• [WORK ITEM]: Print the lines below exactly as written, with none missing.

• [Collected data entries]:
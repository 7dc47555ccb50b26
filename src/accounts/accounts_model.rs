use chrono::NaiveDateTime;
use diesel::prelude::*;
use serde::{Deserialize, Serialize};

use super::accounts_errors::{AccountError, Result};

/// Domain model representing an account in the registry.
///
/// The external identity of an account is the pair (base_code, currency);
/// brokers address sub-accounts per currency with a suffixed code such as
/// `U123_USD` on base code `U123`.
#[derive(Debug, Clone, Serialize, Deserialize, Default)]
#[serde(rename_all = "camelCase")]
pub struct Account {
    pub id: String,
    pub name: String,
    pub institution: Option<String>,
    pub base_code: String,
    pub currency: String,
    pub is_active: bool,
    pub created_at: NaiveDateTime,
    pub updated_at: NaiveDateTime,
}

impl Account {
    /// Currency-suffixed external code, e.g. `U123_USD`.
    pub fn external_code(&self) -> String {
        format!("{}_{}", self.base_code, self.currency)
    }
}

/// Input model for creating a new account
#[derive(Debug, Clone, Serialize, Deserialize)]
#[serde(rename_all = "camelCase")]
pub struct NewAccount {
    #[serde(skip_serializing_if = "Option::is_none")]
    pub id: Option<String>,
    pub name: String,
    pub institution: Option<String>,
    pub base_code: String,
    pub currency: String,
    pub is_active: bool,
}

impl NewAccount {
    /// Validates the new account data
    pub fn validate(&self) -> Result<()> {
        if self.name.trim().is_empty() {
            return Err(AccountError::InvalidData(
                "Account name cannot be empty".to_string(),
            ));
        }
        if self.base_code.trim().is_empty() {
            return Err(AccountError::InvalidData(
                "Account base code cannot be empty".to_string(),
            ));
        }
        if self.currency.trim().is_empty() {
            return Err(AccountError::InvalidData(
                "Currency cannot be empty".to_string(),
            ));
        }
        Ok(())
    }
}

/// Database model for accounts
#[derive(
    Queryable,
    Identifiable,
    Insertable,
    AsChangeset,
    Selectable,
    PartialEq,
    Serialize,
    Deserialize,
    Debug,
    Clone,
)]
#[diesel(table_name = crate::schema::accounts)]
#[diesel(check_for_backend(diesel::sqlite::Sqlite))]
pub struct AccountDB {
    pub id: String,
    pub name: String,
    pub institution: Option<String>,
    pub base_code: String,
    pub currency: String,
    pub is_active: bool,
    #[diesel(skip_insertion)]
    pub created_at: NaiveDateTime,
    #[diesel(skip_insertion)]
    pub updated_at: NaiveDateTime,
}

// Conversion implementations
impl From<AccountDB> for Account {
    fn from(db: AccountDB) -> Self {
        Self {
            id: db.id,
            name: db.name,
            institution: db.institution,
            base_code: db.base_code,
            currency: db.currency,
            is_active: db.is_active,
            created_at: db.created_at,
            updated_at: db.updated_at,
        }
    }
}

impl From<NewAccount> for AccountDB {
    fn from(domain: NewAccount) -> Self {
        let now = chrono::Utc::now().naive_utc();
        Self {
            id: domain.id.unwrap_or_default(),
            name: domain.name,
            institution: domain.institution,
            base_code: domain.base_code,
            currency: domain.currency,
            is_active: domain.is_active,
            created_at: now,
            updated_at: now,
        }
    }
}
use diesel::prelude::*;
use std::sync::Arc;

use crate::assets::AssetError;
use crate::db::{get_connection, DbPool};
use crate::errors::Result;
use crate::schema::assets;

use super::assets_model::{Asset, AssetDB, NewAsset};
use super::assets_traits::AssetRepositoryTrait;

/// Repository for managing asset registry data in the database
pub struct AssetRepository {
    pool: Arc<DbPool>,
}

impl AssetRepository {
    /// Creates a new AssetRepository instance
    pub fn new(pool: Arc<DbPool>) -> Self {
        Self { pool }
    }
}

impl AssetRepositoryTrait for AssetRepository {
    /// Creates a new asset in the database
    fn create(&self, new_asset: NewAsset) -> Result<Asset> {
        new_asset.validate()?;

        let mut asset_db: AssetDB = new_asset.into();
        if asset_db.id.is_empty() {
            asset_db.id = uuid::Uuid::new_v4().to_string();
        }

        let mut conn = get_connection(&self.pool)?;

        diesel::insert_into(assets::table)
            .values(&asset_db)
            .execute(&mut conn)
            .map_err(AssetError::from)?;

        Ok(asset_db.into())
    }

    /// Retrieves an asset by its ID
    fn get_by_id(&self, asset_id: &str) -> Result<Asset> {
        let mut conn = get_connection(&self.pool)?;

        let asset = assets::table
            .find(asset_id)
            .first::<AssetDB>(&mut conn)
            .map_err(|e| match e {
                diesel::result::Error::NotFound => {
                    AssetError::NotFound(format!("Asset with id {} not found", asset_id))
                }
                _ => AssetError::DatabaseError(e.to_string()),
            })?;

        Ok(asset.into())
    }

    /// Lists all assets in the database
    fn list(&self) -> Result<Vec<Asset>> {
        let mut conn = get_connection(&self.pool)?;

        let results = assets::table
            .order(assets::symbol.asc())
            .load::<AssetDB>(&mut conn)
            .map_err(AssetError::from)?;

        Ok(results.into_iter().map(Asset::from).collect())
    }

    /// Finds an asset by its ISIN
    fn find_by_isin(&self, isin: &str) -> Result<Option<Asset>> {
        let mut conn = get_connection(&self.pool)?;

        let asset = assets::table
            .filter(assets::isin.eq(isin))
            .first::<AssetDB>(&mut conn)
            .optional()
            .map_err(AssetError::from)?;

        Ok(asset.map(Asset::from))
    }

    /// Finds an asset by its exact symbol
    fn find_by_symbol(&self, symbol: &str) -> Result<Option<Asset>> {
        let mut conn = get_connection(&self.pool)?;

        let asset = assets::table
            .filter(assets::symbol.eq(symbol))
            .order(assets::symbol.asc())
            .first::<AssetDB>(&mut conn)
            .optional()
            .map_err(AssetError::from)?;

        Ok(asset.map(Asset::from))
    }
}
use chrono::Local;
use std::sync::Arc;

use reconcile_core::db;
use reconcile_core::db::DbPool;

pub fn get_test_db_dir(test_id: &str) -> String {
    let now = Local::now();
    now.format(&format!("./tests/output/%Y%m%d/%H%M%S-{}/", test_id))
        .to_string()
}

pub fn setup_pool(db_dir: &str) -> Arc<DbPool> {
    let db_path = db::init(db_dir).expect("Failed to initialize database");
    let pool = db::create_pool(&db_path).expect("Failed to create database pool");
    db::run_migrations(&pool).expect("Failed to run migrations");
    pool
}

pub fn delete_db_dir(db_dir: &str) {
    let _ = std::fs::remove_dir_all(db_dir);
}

• [PROBLEM SOLUTION]:
repository 7dc47555ccb50b26
filename src/accounts/accounts_model.rs
use chrono::NaiveDateTime;
use diesel::prelude::*;
use serde::{Deserialize, Serialize};

use super::accounts_errors::{AccountError, Result};

/// Domain model representing an account in the registry.
///
/// The external identity of an account is the pair (base_code, currency);
/// brokers address sub-accounts per currency with a suffixed code such as
/// `U123_USD` on base code `U123`.
#[derive(Debug, Clone, Serialize, Deserialize, Default)]
#[serde(rename_all = "camelCase")]
pub struct Account {
    pub id: String,
    pub name: String,
    pub institution: Option<String>,
    pub base_code: String,
    pub currency: String,
    pub is_active: bool,
    pub created_at: NaiveDateTime,
    pub updated_at: NaiveDateTime,
}

impl Account {
    /// Currency-suffixed external code, e.g. `U123_USD`.
    pub fn external_code(&self) -> String {
        format!("{}_{}", self.base_code, self.currency)
    }
}

/// Input model for creating a new account
#[derive(Debug, Clone, Serialize, Deserialize)]
#[serde(rename_all = "camelCase")]
pub struct NewAccount {
    #[serde(skip_serializing_if = "Option::is_none")]
    pub id: Option<String>,
    pub name: String,
    pub institution: Option<String>,
    pub base_code: String,
    pub currency: String,
    pub is_active: bool,
}

impl NewAccount {
    /// Validates the new account data
    pub fn validate(&self) -> Result<()> {
        if self.name.trim().is_empty() {
            return Err(AccountError::InvalidData(
                "Account name cannot be empty".to_string(),
            ));
        }
        if self.base_code.trim().is_empty() {
            return Err(AccountError::InvalidData(
                "Account base code cannot be empty".to_string(),
            ));
        }
        if self.currency.trim().is_empty() {
            return Err(AccountError::InvalidData(
                "Currency cannot be empty".to_string(),
            ));
        }
        Ok(())
    }
}

/// Database model for accounts
#[derive(
    Queryable,
    Identifiable,
    Insertable,
    AsChangeset,
    Selectable,
    PartialEq,
    Serialize,
    Deserialize,
    Debug,
    Clone,
)]
#[diesel(table_name = crate::schema::accounts)]
#[diesel(check_for_backend(diesel::sqlite::Sqlite))]
pub struct AccountDB {
    pub id: String,
    pub name: String,
    pub institution: Option<String>,
    pub base_code: String,
    pub currency: String,
    pub is_active: bool,
    #[diesel(skip_insertion)]
    pub created_at: NaiveDateTime,
    #[diesel(skip_insertion)]
    pub updated_at: NaiveDateTime,
}

// Conversion implementations
impl From<AccountDB> for Account {
    fn from(db: AccountDB) -> Self {
        Self {
            id: db.id,
            name: db.name,
            institution: db.institution,
            base_code: db.base_code,
            currency: db.currency,
            is_active: db.is_active,
            created_at: db.created_at,
            updated_at: db.updated_at,
        }
    }
}

impl From<NewAccount> for AccountDB {
    fn from(domain: NewAccount) -> Self {
        let now = chrono::Utc::now().naive_utc();
        Self {
            id: domain.id.unwrap_or_default(),
            name: domain.name,
            institution: domain.institution,
            base_code: domain.base_code,
            currency: domain.currency,
            is_active: domain.is_active,
            created_at: now,
            updated_at: now,
        }
    }
}
use diesel::prelude::*;
use std::sync::Arc;

use crate::assets::AssetError;
use crate::db::{get_connection, DbPool};
use crate::errors::Result;
use crate::schema::assets;

use super::assets_model::{Asset, AssetDB, NewAsset};
use super::assets_traits::AssetRepositoryTrait;

/// Repository for managing asset registry data in the database
pub struct AssetRepository {
    pool: Arc<DbPool>,
}

impl AssetRepository {
    /// Creates a new AssetRepository instance
    pub fn new(pool: Arc<DbPool>) -> Self {
        Self { pool }
    }
}

impl AssetRepositoryTrait for AssetRepository {
    /// Creates a new asset in the database
    fn create(&self, new_asset: NewAsset) -> Result<Asset> {
        new_asset.validate()?;

        let mut asset_db: AssetDB = new_asset.into();
        if asset_db.id.is_empty() {
            asset_db.id = uuid::Uuid::new_v4().to_string();
        }

        let mut conn = get_connection(&self.pool)?;

        diesel::insert_into(assets::table)
            .values(&asset_db)
            .execute(&mut conn)
            .map_err(AssetError::from)?;

        Ok(asset_db.into())
    }

    /// Retrieves an asset by its ID
    fn get_by_id(&self, asset_id: &str) -> Result<Asset> {
        let mut conn = get_connection(&self.pool)?;

        let asset = assets::table
            .find(asset_id)
            .first::<AssetDB>(&mut conn)
            .map_err(|e| match e {
                diesel::result::Error::NotFound => {
                    AssetError::NotFound(format!("Asset with id {} not found", asset_id))
                }
                _ => AssetError::DatabaseError(e.to_string()),
            })?;

        Ok(asset.into())
    }

    /// Lists all assets in the database
    fn list(&self) -> Result<Vec<Asset>> {
        let mut conn = get_connection(&self.pool)?;

        let results = assets::table
            .order(assets::symbol.asc())
            .load::<AssetDB>(&mut conn)
            .map_err(AssetError::from)?;

        Ok(results.into_iter().map(Asset::from).collect())
    }

    /// Finds an asset by its ISIN
    fn find_by_isin(&self, isin: &str) -> Result<Option<Asset>> {
        let mut conn = get_connection(&self.pool)?;

        let asset = assets::table
            .filter(assets::isin.eq(isin))
            .first::<AssetDB>(&mut conn)
            .optional()
            .map_err(AssetError::from)?;

        Ok(asset.map(Asset::from))
    }

    /// Finds an asset by its exact symbol
    fn find_by_symbol(&self, symbol: &str) -> Result<Option<Asset>> {
        let mut conn = get_connection(&self.pool)?;

        let asset = assets::table
            .filter(assets::symbol.eq(symbol))
            .order(assets::symbol.asc())
            .first::<AssetDB>(&mut conn)
            .optional()
            .map_err(AssetError::from)?;

        Ok(asset.map(Asset::from))
    }
}
use chrono::Local;
use std::sync::Arc;

use reconcile_core::db;
use reconcile_core::db::DbPool;

pub fn get_test_db_dir(test_id: &str) -> String {
    let now = Local::now();
    now.format(&format!("./tests/output/%Y%m%d/%H%M%S-{}/", test_id))
        .to_string()
}

pub fn setup_pool(db_dir: &str) -> Arc<DbPool> {
    let db_path = db::init(db_dir).expect("Failed to initialize database");
    let pool = db::create_pool(&db_path).expect("Failed to create database pool");
    db::run_migrations(&pool).expect("Failed to run migrations");
    pool
}

pub fn delete_db_dir(db_dir: &str) {
    let _ = std::fs::remove_dir_all(db_dir);
}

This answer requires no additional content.